The different aspects of a business venturing into a free-market building
project in areas of finance, trust services, trade services, internet
services, communication, and so on, include at least: technical (mostly
internet software, cryptography and pki, network software, website interfaces,
user interfaces, secure payment applications, interfaces to existing
e-commerce systems); funding (fund raising and investment, currency systems
design, currency stability, user fees, price monitoring, capital management,
offshore management, general accounting); advertisement and marketing
(promotion and press handling, legal issues and court battles, if necessary
also against slander, business plan design, confidence and trust building,
mass distribution, quality assurance and ease of use for user applications,
marketing strategies, perhaps introducing Neo-Tech memes, business contacts);
art and business image (website design, user application design, quality for
user-friendlyless, ease of use and general appearance of software and offline
systems, corporate identity, press contacts/protection from press slander);
economics (wide-scope level infrastructure design, testing and building;
establishment of local communities, trials and test deployments of projects).
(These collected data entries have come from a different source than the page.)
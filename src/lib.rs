// +-----------------------------------------------------------------------------------------------+
// | Copyright 2016 Sean Kerr                                                                      |
// |                                                                                               |
// | Licensed under the Apache License, Version 2.0 (the "License");                               |
// | you may not use this file except in compliance with the License.                              |
// | You may obtain a copy of the License at                                                       |
// |                                                                                               |
// |  http://www.apache.org/licenses/LICENSE-2.0                                                   |
// |                                                                                               |
// | Unless required by applicable law or agreed to in writing, software                           |
// | distributed under the License is distributed on an "AS IS" BASIS,                             |
// | WITHOUT WARRANTIES OR CONDITIONS OF ANY KIND, either express or implied.                      |
// | See the License for the specific language governing permissions and                           |
// | limitations under the License.                                                                |
// +-----------------------------------------------------------------------------------------------+
// | Author: Sean Kerr <sean@code-box.org>                                                         |
// +-----------------------------------------------------------------------------------------------+

//! Incremental, push oriented HTTP/1.x request and response parser.
//!
//! Bytes are fed to [`Parser::execute()`](http1/struct.Parser.html#method.execute) in chunks of
//! any size as they arrive. Parse events are delivered to handlers registered on the parser, and
//! no part of the message is buffered.

#![crate_name = "http_feed"]

#[macro_use]
extern crate byte_slice;

#[macro_use]
mod log;

#[macro_use]
pub mod byte;

#[macro_use]
pub mod fsm;

pub mod handler;
pub mod http1;

#[cfg(test)]
mod test;

/// Crate major version.
pub const VERSION_MAJOR: &str = env!("CARGO_PKG_VERSION_MAJOR");

/// Crate minor version.
pub const VERSION_MINOR: &str = env!("CARGO_PKG_VERSION_MINOR");

/// Crate patch version.
pub const VERSION_PATCH: &str = env!("CARGO_PKG_VERSION_PATCH");
// +-----------------------------------------------------------------------------------------------+
// | Copyright 2016 Sean Kerr                                                                      |
// |                                                                                               |
// | Licensed under the Apache License, Version 2.0 (the "License");                               |
// | you may not use this file except in compliance with the License.                              |
// | You may obtain a copy of the License at                                                       |
// |                                                                                               |
// |  http://www.apache.org/licenses/LICENSE-2.0                                                   |
// |                                                                                               |
// | Unless required by applicable law or agreed to in writing, software                           |
// | distributed under the License is distributed on an "AS IS" BASIS,                             |
// | WITHOUT WARRANTIES OR CONDITIONS OF ANY KIND, either express or implied.                      |
// | See the License for the specific language governing permissions and                           |
// | limitations under the License.                                                                |
// +-----------------------------------------------------------------------------------------------+

//! HTTP request methods.

use std::fmt;
use std::str::FromStr;

/// Request method names, in the same order as [`Method::ALL`](enum.Method.html#associatedconstant.ALL).
pub(crate) const METHODS: [&[u8]; 16] = [
    b"CONNECT",
    b"COPY",
    b"DELETE",
    b"GET",
    b"HEAD",
    b"LOCK",
    b"MKCOL",
    b"MOVE",
    b"OPTIONS",
    b"PATCH",
    b"POST",
    b"PROPFIND",
    b"PROPPATCH",
    b"PUT",
    b"TRACE",
    b"UNLOCK"
];

/// Request methods.
#[derive(Clone,Copy,Debug,Eq,Hash,PartialEq)]
pub enum Method {
    /// CONNECT
    Connect,

    /// COPY (WebDAV)
    Copy,

    /// DELETE
    Delete,

    /// GET
    Get,

    /// HEAD
    Head,

    /// LOCK (WebDAV)
    Lock,

    /// MKCOL (WebDAV)
    Mkcol,

    /// MOVE (WebDAV)
    Move,

    /// OPTIONS
    Options,

    /// PATCH
    Patch,

    /// POST
    Post,

    /// PROPFIND (WebDAV)
    Propfind,

    /// PROPPATCH (WebDAV)
    Proppatch,

    /// PUT
    Put,

    /// TRACE
    Trace,

    /// UNLOCK (WebDAV)
    Unlock
}

impl Method {
    /// All methods, in name order.
    pub const ALL: [Method; 16] = [
        Method::Connect,
        Method::Copy,
        Method::Delete,
        Method::Get,
        Method::Head,
        Method::Lock,
        Method::Mkcol,
        Method::Move,
        Method::Options,
        Method::Patch,
        Method::Post,
        Method::Propfind,
        Method::Proppatch,
        Method::Put,
        Method::Trace,
        Method::Unlock
    ];

    /// Retrieve the method by its exact, upper-cased token.
    pub fn from_bytes(bytes: &[u8]) -> Option<Method> {
        METHODS.iter()
               .position(|name| *name == bytes)
               .map(|n| Method::ALL[n])
    }

    /// Retrieve the textual form of the method.
    pub fn as_str(&self) -> &'static str {
        match *self {
            Method::Connect   => "CONNECT",
            Method::Copy      => "COPY",
            Method::Delete    => "DELETE",
            Method::Get       => "GET",
            Method::Head      => "HEAD",
            Method::Lock      => "LOCK",
            Method::Mkcol     => "MKCOL",
            Method::Move      => "MOVE",
            Method::Options   => "OPTIONS",
            Method::Patch     => "PATCH",
            Method::Post      => "POST",
            Method::Propfind  => "PROPFIND",
            Method::Proppatch => "PROPPATCH",
            Method::Put       => "PUT",
            Method::Trace     => "TRACE",
            Method::Unlock    => "UNLOCK"
        }
    }
}

impl fmt::Display for Method {
    fn fmt(&self, formatter: &mut fmt::Formatter) -> fmt::Result {
        formatter.write_str(self.as_str())
    }
}

/// Error returned when parsing an unknown method name.
#[derive(Clone,Copy,Debug,PartialEq,thiserror::Error)]
#[error("unknown request method")]
pub struct UnknownMethod;

impl FromStr for Method {
    type Err = UnknownMethod;

    fn from_str(s: &str) -> Result<Method, UnknownMethod> {
        Method::from_bytes(s.as_bytes()).ok_or(UnknownMethod)
    }
}
//! Token stream → syntax tree.
//!
//! A recursive-descent parser with precedence climbing, ported from the
//! original's `parser.c`. The original disambiguates `IDENT '=' expr` from a
//! bare `IDENT` statement by snapshotting the lexer cursor, peeking a
//! token, and restoring the cursor if it guessed wrong. This parser instead
//! keeps the current token in a field and, for the one place that needs a
//! second token of lookahead, clones the (cheap, `Copy`-like) scanner and
//! reads from the clone — no cursor to restore.

use crate::ast::{BinaryOp, Block, Expr, Program, Response, ResponseBody, Route, Stmt};
use crate::error::ScriptError;
use crate::scanner::{Scanner, Token, TokenKind};

pub struct Parser<'a> {
    scanner: Scanner<'a>,
    current: Token,
}

impl<'a> Parser<'a> {
    pub fn new(source: &'a str) -> Result<Self, ScriptError> {
        let mut scanner = Scanner::new(source);
        let current = scanner.next_token()?;
        Ok(Parser { scanner, current })
    }

    fn advance(&mut self) -> Result<Token, ScriptError> {
        let next = self.scanner.next_token()?;
        Ok(std::mem::replace(&mut self.current, next))
    }

    fn peek_second(&self) -> Result<Token, ScriptError> {
        let mut lookahead = self.scanner.clone();
        Ok(lookahead.next_token()?)
    }

    fn check(&self, kind: &TokenKind) -> bool {
        &self.current.kind == kind
    }

    fn expect(&mut self, kind: TokenKind, context: &str) -> Result<Token, ScriptError> {
        if !self.check(&kind) {
            return Err(ScriptError::UnexpectedToken {
                line: self.current.line,
                expected: format!("{kind:?} ({context})"),
                found: format!("{:?}", self.current.kind),
            });
        }
        self.advance()
    }

    pub fn parse_program(&mut self) -> Result<Program, ScriptError> {
        let mut routes = Vec::new();
        while !self.check(&TokenKind::Eof) {
            routes.push(self.parse_route()?);
        }
        Ok(Program { routes })
    }

    fn parse_route(&mut self) -> Result<Route, ScriptError> {
        self.expect(TokenKind::Route, "route declaration")?;
        if !self.check(&TokenKind::String) {
            return Err(ScriptError::MissingRoutePath {
                line: self.current.line,
            });
        }
        let path_token = self.advance()?;
        let path = path_token.lexeme.unwrap_or_default();
        let body = self.parse_block()?;
        Ok(Route { path, body })
    }

    fn parse_block(&mut self) -> Result<Block, ScriptError> {
        self.expect(TokenKind::LBrace, "block")?;
        let mut statements = Vec::new();
        while !self.check(&TokenKind::RBrace) && !self.check(&TokenKind::Eof) {
            statements.push(self.parse_statement()?);
        }
        self.expect(TokenKind::RBrace, "end of block")?;
        Ok(Block { statements })
    }

    fn parse_statement(&mut self) -> Result<Stmt, ScriptError> {
        match self.current.kind {
            TokenKind::Response => self.parse_response(),
            TokenKind::Identifier => {
                if self.peek_second()?.kind == TokenKind::Equals {
                    self.parse_assignment()
                } else {
                    let name = self.current.lexeme.clone().unwrap_or_default();
                    self.advance()?;
                    Ok(Stmt::Identifier(name))
                }
            }
            _ => Err(ScriptError::UnexpectedToken {
                line: self.current.line,
                expected: "a statement".into(),
                found: format!("{:?}", self.current.kind),
            }),
        }
    }

    fn parse_assignment(&mut self) -> Result<Stmt, ScriptError> {
        let name_token = self.expect(TokenKind::Identifier, "assignment target")?;
        let name = name_token.lexeme.unwrap_or_default();
        self.expect(TokenKind::Equals, "'=' in assignment")?;
        let value = self.parse_expression()?;
        Ok(Stmt::Assignment { name, value })
    }

    fn parse_response(&mut self) -> Result<Stmt, ScriptError> {
        self.expect(TokenKind::Response, "response statement")?;
        let (body, html) = if self.check(&TokenKind::Html) {
            self.advance()?;
            (ResponseBody::Block(self.parse_block()?), true)
        } else {
            (ResponseBody::Expr(self.parse_expression()?), false)
        };
        Ok(Stmt::Response(Response { body, html }))
    }

    pub fn parse_expression(&mut self) -> Result<Expr, ScriptError> {
        self.parse_or()
    }

    fn parse_or(&mut self) -> Result<Expr, ScriptError> {
        let mut left = self.parse_and()?;
        while self.check(&TokenKind::OrOr) {
            self.advance()?;
            let right = self.parse_and()?;
            left = binary(BinaryOp::Or, left, right);
        }
        Ok(left)
    }

    fn parse_and(&mut self) -> Result<Expr, ScriptError> {
        let mut left = self.parse_equality()?;
        while self.check(&TokenKind::AndAnd) {
            self.advance()?;
            let right = self.parse_equality()?;
            left = binary(BinaryOp::And, left, right);
        }
        Ok(left)
    }

    fn parse_equality(&mut self) -> Result<Expr, ScriptError> {
        let mut left = self.parse_comparison()?;
        loop {
            let op = match self.current.kind {
                TokenKind::EqEq => BinaryOp::Eq,
                TokenKind::Neq => BinaryOp::Ne,
                _ => break,
            };
            self.advance()?;
            let right = self.parse_comparison()?;
            left = binary(op, left, right);
        }
        Ok(left)
    }

    fn parse_comparison(&mut self) -> Result<Expr, ScriptError> {
        let mut left = self.parse_additive()?;
        loop {
            let op = match self.current.kind {
                TokenKind::Lt => BinaryOp::Lt,
                TokenKind::Gt => BinaryOp::Gt,
                TokenKind::Lte => BinaryOp::Le,
                TokenKind::Gte => BinaryOp::Ge,
                _ => break,
            };
            self.advance()?;
            let right = self.parse_additive()?;
            left = binary(op, left, right);
        }
        Ok(left)
    }

    fn parse_additive(&mut self) -> Result<Expr, ScriptError> {
        let mut left = self.parse_multiplicative()?;
        loop {
            let op = match self.current.kind {
                TokenKind::Plus => BinaryOp::Add,
                TokenKind::Minus => BinaryOp::Sub,
                _ => break,
            };
            self.advance()?;
            let right = self.parse_multiplicative()?;
            left = binary(op, left, right);
        }
        Ok(left)
    }

    fn parse_multiplicative(&mut self) -> Result<Expr, ScriptError> {
        let mut left = self.parse_primary()?;
        loop {
            let op = match self.current.kind {
                TokenKind::Star => BinaryOp::Mul,
                TokenKind::Slash => BinaryOp::Div,
                _ => break,
            };
            self.advance()?;
            let right = self.parse_primary()?;
            left = binary(op, left, right);
        }
        Ok(left)
    }

    fn parse_primary(&mut self) -> Result<Expr, ScriptError> {
        match self.current.kind.clone() {
            TokenKind::String => {
                let token = self.advance()?;
                Ok(Expr::String(token.lexeme.unwrap_or_default()))
            }
            TokenKind::Number => {
                let token = self.advance()?;
                let lexeme = token.lexeme.unwrap_or_default();
                if lexeme.matches('.').count() > 1 {
                    return Err(ScriptError::MalformedNumber {
                        line: token.line,
                        lexeme,
                    });
                }
                let value = lexeme.parse::<f64>().map_err(|_| ScriptError::MalformedNumber {
                    line: token.line,
                    lexeme: lexeme.clone(),
                })?;
                Ok(Expr::Number(value))
            }
            TokenKind::Identifier => {
                let token = self.advance()?;
                Ok(Expr::Identifier(token.lexeme.unwrap_or_default()))
            }
            TokenKind::LParen => {
                self.advance()?;
                let inner = self.parse_expression()?;
                self.expect(TokenKind::RParen, "closing ')'")?;
                Ok(inner)
            }
            other => Err(ScriptError::UnexpectedToken {
                line: self.current.line,
                expected: "an expression".into(),
                found: format!("{other:?}"),
            }),
        }
    }
}

fn binary(op: BinaryOp, left: Expr, right: Expr) -> Expr {
    Expr::Binary {
        op,
        left: Box::new(left),
        right: Box::new(right),
    }
}

#[cfg(test)]
mod tests {
    use super::*;

    fn parse(source: &str) -> Program {
        Parser::new(source).unwrap().parse_program().unwrap()
    }

    #[test]
    fn parses_a_minimal_route() {
        let program = parse(r#"route "/hello" { response "hi" }"#);
        assert_eq!(program.routes.len(), 1);
        assert_eq!(program.routes[0].path, "/hello");
    }

    #[test]
    fn disambiguates_assignment_from_bare_identifier() {
        let program = parse(r#"route "/a" { x = 1 x }"#);
        let stmts = &program.routes[0].body.statements;
        assert!(matches!(stmts[0], Stmt::Assignment { .. }));
        assert!(matches!(stmts[1], Stmt::Identifier(_)));
    }

    #[test]
    fn precedence_climbs_correctly() {
        let program = parse(r#"route "/a" { response 1 + 2 * 3 }"#);
        let Stmt::Response(Response { body: ResponseBody::Expr(expr), .. }) =
            &program.routes[0].body.statements[0]
        else {
            panic!("expected an expression response");
        };
        match expr {
            Expr::Binary { op: BinaryOp::Add, right, .. } => {
                assert!(matches!(**right, Expr::Binary { op: BinaryOp::Mul, .. }));
            }
            _ => panic!("expected addition at the top"),
        }
    }

    #[test]
    fn html_response_parses_its_block() {
        let program = parse(r#"route "/a" { name = "x" response html { name } }"#);
        let Stmt::Response(Response { body: ResponseBody::Block(block), html }) =
            &program.routes[0].body.statements[1]
        else {
            panic!("expected a block response");
        };
        assert!(html);
        assert_eq!(block.statements.len(), 1);
    }

    #[test]
    fn rejects_number_with_two_dots() {
        let err = Parser::new(r#"route "/a" { response 1.2.3 }"#)
            .unwrap()
            .parse_program()
            .unwrap_err();
        assert!(matches!(err, ScriptError::MalformedNumber { .. }));
    }

    #[test]
    fn missing_route_path_is_reported() {
        let err = Parser::new("route { }").unwrap().parse_program().unwrap_err();
        assert!(matches!(err, ScriptError::MissingRoutePath { .. }));
    }
}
This publication ends here, after having provided much practical, action-mode
business information, possible strategies, caveats and solutions, and
wide-scope viewpoints on society in respect of a free trade project. What you
make of that knowledge, individually, or as entrepreneur, is up to you.
Independent economy means independence from criminal politics, regardless of
what anyone else thinks, says, or does. Try extrapolating that potential
and integrating it with different wide-scope effects.

Independence means freedom to create. Efficient value production means
increasing efficiency in any areas of business, especially new technology
and applied science, including communication, medicine and publishing. Your
own efforts count and can effect changes. Realize that anyone investing his
or her efforts into the first, most basic steps toward secure routes to
business freedom can profit enormously. The achievement of a free trade
project is up to individual actions. In any case, it will eventually be
achieved, and the speed and the specific routes that are going to be taken
are simply undetermined, open opportunities, waiting to be seized.